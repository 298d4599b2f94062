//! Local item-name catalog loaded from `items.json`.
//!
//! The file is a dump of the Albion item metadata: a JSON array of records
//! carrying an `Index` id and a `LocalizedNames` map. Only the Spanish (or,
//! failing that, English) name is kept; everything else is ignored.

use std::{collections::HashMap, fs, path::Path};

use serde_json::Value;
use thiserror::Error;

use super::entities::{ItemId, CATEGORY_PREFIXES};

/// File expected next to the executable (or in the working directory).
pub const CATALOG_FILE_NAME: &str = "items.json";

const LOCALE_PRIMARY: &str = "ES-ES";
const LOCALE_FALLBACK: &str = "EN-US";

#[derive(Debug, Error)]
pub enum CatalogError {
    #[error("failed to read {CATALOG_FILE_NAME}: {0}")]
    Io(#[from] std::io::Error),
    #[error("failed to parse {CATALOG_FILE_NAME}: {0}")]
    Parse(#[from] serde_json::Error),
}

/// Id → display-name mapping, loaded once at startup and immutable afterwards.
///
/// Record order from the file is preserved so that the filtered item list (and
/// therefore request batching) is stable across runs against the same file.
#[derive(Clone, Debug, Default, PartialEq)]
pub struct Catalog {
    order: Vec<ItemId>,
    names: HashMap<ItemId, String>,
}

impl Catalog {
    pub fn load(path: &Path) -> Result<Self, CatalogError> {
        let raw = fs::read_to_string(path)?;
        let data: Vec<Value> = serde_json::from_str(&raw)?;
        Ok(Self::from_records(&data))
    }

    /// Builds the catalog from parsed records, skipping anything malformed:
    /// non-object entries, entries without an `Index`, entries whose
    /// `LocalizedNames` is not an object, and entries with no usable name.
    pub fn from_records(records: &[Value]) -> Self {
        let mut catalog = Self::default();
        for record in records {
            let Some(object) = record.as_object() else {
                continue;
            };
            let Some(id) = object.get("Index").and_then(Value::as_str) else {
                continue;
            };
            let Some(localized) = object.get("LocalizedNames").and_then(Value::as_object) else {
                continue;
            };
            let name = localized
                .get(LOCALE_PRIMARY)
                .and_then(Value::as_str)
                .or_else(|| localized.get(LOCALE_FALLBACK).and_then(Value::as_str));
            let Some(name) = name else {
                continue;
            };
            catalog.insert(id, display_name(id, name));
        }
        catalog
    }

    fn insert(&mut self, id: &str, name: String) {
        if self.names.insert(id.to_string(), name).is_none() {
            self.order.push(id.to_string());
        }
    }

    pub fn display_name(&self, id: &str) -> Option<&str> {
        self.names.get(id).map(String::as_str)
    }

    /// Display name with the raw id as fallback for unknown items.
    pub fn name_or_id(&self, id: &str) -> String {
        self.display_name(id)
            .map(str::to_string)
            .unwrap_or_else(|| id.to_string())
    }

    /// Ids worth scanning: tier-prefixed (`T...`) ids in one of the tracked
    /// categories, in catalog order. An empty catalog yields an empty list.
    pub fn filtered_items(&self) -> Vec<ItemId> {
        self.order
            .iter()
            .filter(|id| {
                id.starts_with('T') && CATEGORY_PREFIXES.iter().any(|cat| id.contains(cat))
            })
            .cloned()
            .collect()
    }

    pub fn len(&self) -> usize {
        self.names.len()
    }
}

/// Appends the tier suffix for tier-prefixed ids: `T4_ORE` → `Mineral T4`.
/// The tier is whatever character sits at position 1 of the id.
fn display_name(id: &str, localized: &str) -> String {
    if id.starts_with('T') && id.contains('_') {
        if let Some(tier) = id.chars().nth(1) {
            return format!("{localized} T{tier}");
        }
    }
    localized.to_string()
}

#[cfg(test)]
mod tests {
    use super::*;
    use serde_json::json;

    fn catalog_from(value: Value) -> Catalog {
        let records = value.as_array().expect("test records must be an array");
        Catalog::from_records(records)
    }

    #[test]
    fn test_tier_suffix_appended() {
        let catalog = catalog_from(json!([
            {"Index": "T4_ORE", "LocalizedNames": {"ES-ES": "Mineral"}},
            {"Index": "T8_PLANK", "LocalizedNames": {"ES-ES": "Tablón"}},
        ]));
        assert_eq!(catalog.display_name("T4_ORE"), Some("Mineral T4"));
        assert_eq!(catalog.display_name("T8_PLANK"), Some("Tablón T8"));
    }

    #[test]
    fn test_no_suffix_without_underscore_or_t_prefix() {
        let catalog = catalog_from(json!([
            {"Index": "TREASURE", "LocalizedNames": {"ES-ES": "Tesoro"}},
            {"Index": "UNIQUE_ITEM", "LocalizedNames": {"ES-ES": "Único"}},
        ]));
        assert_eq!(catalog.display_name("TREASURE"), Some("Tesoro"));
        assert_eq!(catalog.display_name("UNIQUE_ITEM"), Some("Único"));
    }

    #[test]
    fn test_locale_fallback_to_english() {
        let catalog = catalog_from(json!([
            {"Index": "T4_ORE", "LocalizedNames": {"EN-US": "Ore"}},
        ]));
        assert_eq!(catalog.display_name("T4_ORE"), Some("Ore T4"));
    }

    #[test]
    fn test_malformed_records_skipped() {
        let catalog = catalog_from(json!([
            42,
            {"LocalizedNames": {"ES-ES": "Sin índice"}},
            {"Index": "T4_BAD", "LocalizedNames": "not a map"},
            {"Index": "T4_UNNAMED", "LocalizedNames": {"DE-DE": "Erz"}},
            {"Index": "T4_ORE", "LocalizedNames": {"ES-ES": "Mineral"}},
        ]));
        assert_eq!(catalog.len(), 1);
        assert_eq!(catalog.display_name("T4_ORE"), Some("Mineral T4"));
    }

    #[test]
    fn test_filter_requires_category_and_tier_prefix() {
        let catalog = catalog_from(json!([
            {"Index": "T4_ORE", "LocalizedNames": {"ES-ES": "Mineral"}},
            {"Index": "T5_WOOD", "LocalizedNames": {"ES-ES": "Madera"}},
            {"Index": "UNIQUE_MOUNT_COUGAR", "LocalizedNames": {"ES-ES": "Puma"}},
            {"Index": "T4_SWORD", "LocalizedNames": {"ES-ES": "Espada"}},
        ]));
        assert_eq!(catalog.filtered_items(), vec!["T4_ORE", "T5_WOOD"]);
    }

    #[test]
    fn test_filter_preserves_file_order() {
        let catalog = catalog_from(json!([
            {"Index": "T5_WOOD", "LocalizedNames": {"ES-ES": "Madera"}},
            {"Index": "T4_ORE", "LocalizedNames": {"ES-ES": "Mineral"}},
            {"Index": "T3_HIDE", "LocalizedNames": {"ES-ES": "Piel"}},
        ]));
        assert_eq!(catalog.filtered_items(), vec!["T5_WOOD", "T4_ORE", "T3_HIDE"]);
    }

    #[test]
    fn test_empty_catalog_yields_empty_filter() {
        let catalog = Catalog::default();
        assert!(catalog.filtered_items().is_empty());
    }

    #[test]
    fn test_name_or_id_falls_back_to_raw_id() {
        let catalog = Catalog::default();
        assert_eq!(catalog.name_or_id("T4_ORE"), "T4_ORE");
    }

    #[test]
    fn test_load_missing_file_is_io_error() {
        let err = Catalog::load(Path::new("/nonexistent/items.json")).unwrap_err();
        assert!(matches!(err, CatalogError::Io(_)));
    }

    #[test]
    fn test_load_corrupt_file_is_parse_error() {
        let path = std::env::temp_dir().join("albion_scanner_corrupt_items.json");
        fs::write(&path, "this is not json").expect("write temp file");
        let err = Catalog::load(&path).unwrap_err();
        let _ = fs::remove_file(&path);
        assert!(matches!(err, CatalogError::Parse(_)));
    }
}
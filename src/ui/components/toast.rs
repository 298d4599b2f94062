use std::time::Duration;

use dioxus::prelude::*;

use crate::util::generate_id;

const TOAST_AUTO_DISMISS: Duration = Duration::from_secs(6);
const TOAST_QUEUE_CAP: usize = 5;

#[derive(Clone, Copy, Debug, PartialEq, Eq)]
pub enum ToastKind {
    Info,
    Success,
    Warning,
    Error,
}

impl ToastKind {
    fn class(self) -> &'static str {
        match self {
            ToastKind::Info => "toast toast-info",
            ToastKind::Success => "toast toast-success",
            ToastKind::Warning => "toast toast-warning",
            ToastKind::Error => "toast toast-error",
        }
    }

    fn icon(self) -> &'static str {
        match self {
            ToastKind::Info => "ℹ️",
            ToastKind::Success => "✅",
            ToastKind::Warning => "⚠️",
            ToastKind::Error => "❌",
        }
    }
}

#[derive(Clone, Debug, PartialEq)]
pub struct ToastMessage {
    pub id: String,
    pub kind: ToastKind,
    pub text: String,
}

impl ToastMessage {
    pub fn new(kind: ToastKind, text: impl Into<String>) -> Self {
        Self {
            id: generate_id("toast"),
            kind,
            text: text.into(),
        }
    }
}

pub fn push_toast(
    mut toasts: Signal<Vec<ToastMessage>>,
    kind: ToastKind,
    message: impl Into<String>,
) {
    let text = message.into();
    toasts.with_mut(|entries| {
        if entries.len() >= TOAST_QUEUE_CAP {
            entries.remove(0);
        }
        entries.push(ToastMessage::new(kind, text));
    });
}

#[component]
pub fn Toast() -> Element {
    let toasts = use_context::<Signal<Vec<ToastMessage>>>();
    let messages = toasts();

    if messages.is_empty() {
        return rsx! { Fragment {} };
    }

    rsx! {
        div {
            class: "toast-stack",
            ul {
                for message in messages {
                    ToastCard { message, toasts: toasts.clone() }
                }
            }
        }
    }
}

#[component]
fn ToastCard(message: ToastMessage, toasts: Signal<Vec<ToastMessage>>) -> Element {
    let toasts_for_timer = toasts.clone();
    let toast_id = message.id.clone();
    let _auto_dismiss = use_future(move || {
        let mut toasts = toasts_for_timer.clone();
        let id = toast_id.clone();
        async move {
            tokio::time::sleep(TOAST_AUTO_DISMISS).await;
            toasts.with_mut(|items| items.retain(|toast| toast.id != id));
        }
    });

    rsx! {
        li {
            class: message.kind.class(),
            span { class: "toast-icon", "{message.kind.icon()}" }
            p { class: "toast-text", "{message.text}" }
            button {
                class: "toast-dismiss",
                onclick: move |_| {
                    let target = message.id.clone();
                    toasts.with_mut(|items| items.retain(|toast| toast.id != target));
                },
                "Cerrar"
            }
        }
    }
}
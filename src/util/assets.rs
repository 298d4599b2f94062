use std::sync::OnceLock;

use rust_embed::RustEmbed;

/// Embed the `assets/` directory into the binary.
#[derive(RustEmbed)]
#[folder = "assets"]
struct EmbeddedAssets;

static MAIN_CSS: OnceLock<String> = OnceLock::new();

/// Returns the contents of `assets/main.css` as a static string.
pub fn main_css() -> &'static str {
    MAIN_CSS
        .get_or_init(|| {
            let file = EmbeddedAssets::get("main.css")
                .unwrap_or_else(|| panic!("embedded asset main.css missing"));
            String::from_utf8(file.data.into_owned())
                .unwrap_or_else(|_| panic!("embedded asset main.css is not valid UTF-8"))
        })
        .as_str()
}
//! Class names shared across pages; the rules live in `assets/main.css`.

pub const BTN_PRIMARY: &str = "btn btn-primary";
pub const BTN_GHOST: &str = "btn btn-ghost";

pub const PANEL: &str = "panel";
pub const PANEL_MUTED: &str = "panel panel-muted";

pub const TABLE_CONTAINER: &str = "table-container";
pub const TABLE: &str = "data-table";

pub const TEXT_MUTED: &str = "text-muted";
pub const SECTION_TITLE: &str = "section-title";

▸ WHAT YOU HAVE TO DO:
With the line containing "filename src/util/assets.rs" as the start, transcribe each line through the end of the listing above, exactly and only.

▸ EXPECTED ANSWER:
filename src/util/assets.rs
repository 298d4599b2f94062
use std::sync::OnceLock;

use rust_embed::RustEmbed;

/// Embed the `assets/` directory into the binary.
#[derive(RustEmbed)]
#[folder = "assets"]
struct EmbeddedAssets;

static MAIN_CSS: OnceLock<String> = OnceLock::new();

/// Returns the contents of `assets/main.css` as a static string.
pub fn main_css() -> &'static str {
    MAIN_CSS
        .get_or_init(|| {
            let file = EmbeddedAssets::get("main.css")
                .unwrap_or_else(|| panic!("embedded asset main.css missing"));
            String::from_utf8(file.data.into_owned())
                .unwrap_or_else(|_| panic!("embedded asset main.css is not valid UTF-8"))
        })
        .as_str()
}
//! Class names shared across pages; the rules live in `assets/main.css`.

pub const BTN_PRIMARY: &str = "btn btn-primary";
pub const BTN_GHOST: &str = "btn btn-ghost";

pub const PANEL: &str = "panel";
pub const PANEL_MUTED: &str = "panel panel-muted";

pub const TABLE_CONTAINER: &str = "table-container";
pub const TABLE: &str = "data-table";

pub const TEXT_MUTED: &str = "text-muted";
pub const SECTION_TITLE: &str = "section-title";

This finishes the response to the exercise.